Tuesday, January 19, 2021
The Transport Department is installing 12,000 new parking meters that will be able to support credit cards and other electronic payments.
And the meters will also support a mobile application that allows drivers to find an empty parking space and extend parking times.
Patrick Wong Chi-kwong, the assistant commissioner for transport, said at a briefing yesterday that the current meters, which have been in use since 2003 and are approaching the end of their serviceable life, will start being replaced with the new ones from tomorrow.
Wong said all 12,000 new meters will be installed in phases, with the replacements of all existing meters expected to be completed by the first half of next year.
"In December we installed 44 new parking meters at three locations in Central, Tuen Mun and Clear Water Bay [to carry out on-site testing]," Wong said, adding that these meters will be going into operation immediately.
"The parking fees and operating periods of the existing metered parking spaces will remain unchanged," he added. "The new meters will support new payment methods, including Octopus, contactless credit cards and the Faster Payment System."
Wong also introduced a new mobile application, HKeMeter, that comes with the new meters. The application will allow drivers to pay remotely and check the availability of paid parking spots.
The new feature is possible thanks to radar sensors installed in the new meters, which will detect whether the parking spot is occupied or not.
Wong added that the radar sensors will be using waves to detect objects, so performance will not be affected by the weather or a lack of daylight like laser radar sensors.
The department is also considering sharing information with the police, including data on parking spots that are occupied but not paid for, Wong said.
But he sought to allay privacy concerns, saying the sensors are only capable of detecting occupancy of parking spaces and will not collect any personal information, details of vehicle types or vehicle registration numbers.
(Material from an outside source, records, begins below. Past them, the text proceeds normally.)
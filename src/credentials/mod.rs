//! Credential management: the shared rate-limit-aware pool and the
//! team-token service client.

mod pool;
mod service;

pub use pool::{
    Acquired, Credential, CredentialLease, CredentialPool, CredentialStatus, PoolConfig,
};
pub use service::{fetch_team_tokens, TokenServiceConfig, TokenServiceError};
Transport-sector legislator Frankie Yick Chi-ming said the new meters will greatly benefit motorists and provide more convenience.
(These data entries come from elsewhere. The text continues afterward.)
//! Pure candidate filtering: decides which merged PRs are worth extracting.
//!
//! The policy is data, not code: test-path rules and linked-issue keywords can
//! be overridden from a YAML file so new ecosystems don't need a release.

use std::collections::BTreeSet;
use std::path::Path;
use std::sync::OnceLock;

use regex::Regex;
use serde::Deserialize;

use super::config::ConfigError;
use super::CollectTarget;
use crate::forge::PullRequestCandidate;

/// Rules for classifying changed files and resolving linked issues.
#[derive(Debug, Clone, Deserialize)]
#[serde(default)]
pub struct FilterPolicy {
    /// Exact directory segments that mark everything below them as tests.
    pub test_dir_segments: Vec<String>,
    /// File-stem prefixes, e.g. `test_` for `test_api.py`.
    pub test_stem_prefixes: Vec<String>,
    /// File-stem suffixes, e.g. `_test` for `foo_test.go`.
    pub test_stem_suffixes: Vec<String>,
    /// File stems that are tests on their own, e.g. `test` for `test.rs`.
    pub test_stem_exact: Vec<String>,
    /// Infixes inside the full file name, e.g. `.test.` for `foo.test.ts`.
    pub test_name_infixes: Vec<String>,
    /// Words that mark an issue reference as a resolution link.
    pub link_keywords: Vec<String>,
}

impl Default for FilterPolicy {
    fn default() -> Self {
        Self {
            test_dir_segments: [
                "test",
                "tests",
                "testing",
                "spec",
                "specs",
                "e2e",
                "__tests__",
                "testsuite",
            ]
            .map(str::to_string)
            .to_vec(),
            test_stem_prefixes: vec!["test_".to_string()],
            test_stem_suffixes: vec!["_test".to_string()],
            test_stem_exact: vec!["test".to_string()],
            test_name_infixes: vec![".test.".to_string(), ".spec.".to_string()],
            link_keywords: [
                "close", "closes", "closed", "fix", "fixes", "fixed", "resolve", "resolves",
                "resolved",
            ]
            .map(str::to_string)
            .to_vec(),
        }
    }
}

impl FilterPolicy {
    /// Load a policy from YAML; absent fields fall back to the defaults.
    pub fn from_file(path: &Path) -> Result<Self, ConfigError> {
        let raw = std::fs::read_to_string(path).map_err(|source| ConfigError::PolicyRead {
            path: path.to_path_buf(),
            source,
        })?;
        serde_yaml::from_str(&raw).map_err(|source| ConfigError::PolicyParse {
            path: path.to_path_buf(),
            source,
        })
    }

    /// Whether a repository-relative path names a test file.
    pub fn is_test_path(&self, path: &str) -> bool {
        let lowered = path.to_ascii_lowercase();
        let mut segments = lowered.split('/').peekable();

        let mut file_name = "";
        while let Some(segment) = segments.next() {
            if segments.peek().is_none() {
                file_name = segment;
                break;
            }
            if self.test_dir_segments.iter().any(|s| s == segment) {
                return true;
            }
        }

        let stem = file_name.split('.').next().unwrap_or(file_name);
        self.test_stem_prefixes.iter().any(|p| stem.starts_with(p.as_str()))
            || self.test_stem_suffixes.iter().any(|s| stem.ends_with(s.as_str()))
            || self.test_stem_exact.iter().any(|e| e == stem)
            || self.test_name_infixes.iter().any(|i| file_name.contains(i.as_str()))
    }

    /// Issue numbers referenced with a resolution keyword in the given text.
    ///
    /// HTML comments are stripped first so PR-template boilerplate like
    /// `<!-- Fixes #123 -->` does not count. Results are deduplicated and
    /// sorted ascending.
    pub fn resolved_issues(&self, title: &str, body: &str) -> Vec<u64> {
        let comment = html_comment_re();
        let reference = issue_reference_re();

        let mut issues = BTreeSet::new();
        for text in [title, body] {
            let cleaned = comment.replace_all(text, "");
            for capture in reference.captures_iter(&cleaned) {
                let keyword = capture[1].to_ascii_lowercase();
                if !self.link_keywords.iter().any(|k| k == &keyword) {
                    continue;
                }
                if let Ok(number) = capture[2].parse::<u64>() {
                    issues.insert(number);
                }
            }
        }
        issues.into_iter().collect()
    }
}

fn html_comment_re() -> &'static Regex {
    static RE: OnceLock<Regex> = OnceLock::new();
    RE.get_or_init(|| Regex::new(r"(?s)<!--.*?-->").expect("static pattern"))
}

fn issue_reference_re() -> &'static Regex {
    static RE: OnceLock<Regex> = OnceLock::new();
    RE.get_or_init(|| Regex::new(r"(\w+)\s+#(\d+)").expect("static pattern"))
}

/// Whether a candidate qualifies for extraction. Pure, no I/O.
///
/// The changed-file mix is only enforced when the listing actually reported
/// file paths; an empty list defers the check to the extractor's diff split.
pub fn is_qualifying(
    candidate: &PullRequestCandidate,
    target: &CollectTarget,
    policy: &FilterPolicy,
) -> bool {
    let Some(merged_at) = candidate.merged_at else {
        return false;
    };
    if let Some(cutoff) = target.cutoff {
        if merged_at < cutoff {
            return false;
        }
    }
    if candidate.linked_issues.is_empty() {
        return false;
    }
    if !candidate.changed_files.is_empty() {
        let tests = candidate
            .changed_files
            .iter()
            .filter(|p| policy.is_test_path(p))
            .count();
        if tests == 0 || tests == candidate.changed_files.len() {
            return false;
        }
    }
    true
}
Apart from the features introduced by the department, Yick said, "the government can collect data regarding the occupancy of parking spaces in different areas.
"Through analyzing the data, the government can extend or shorten parking time limits, which could improve vehicle turnover in busier districts. Of course, I hope the government will shorten the maximum parking time as spaces are scarce."
While some have criticized the remote payment function for potentially encouraging motorists to park in spaces for prolonged periods and decreasing their availability, Yick believes such an assumption may be off the mark.
"The feature will allow citizens to top up the meter once if they are [busy] when the meter expires, so they will not need to rush back to pay," he said.
"Time is very precious to the people of Hong Kong. I do not think drivers will purposefully park their vehicles for longer periods simply because they are allowed to."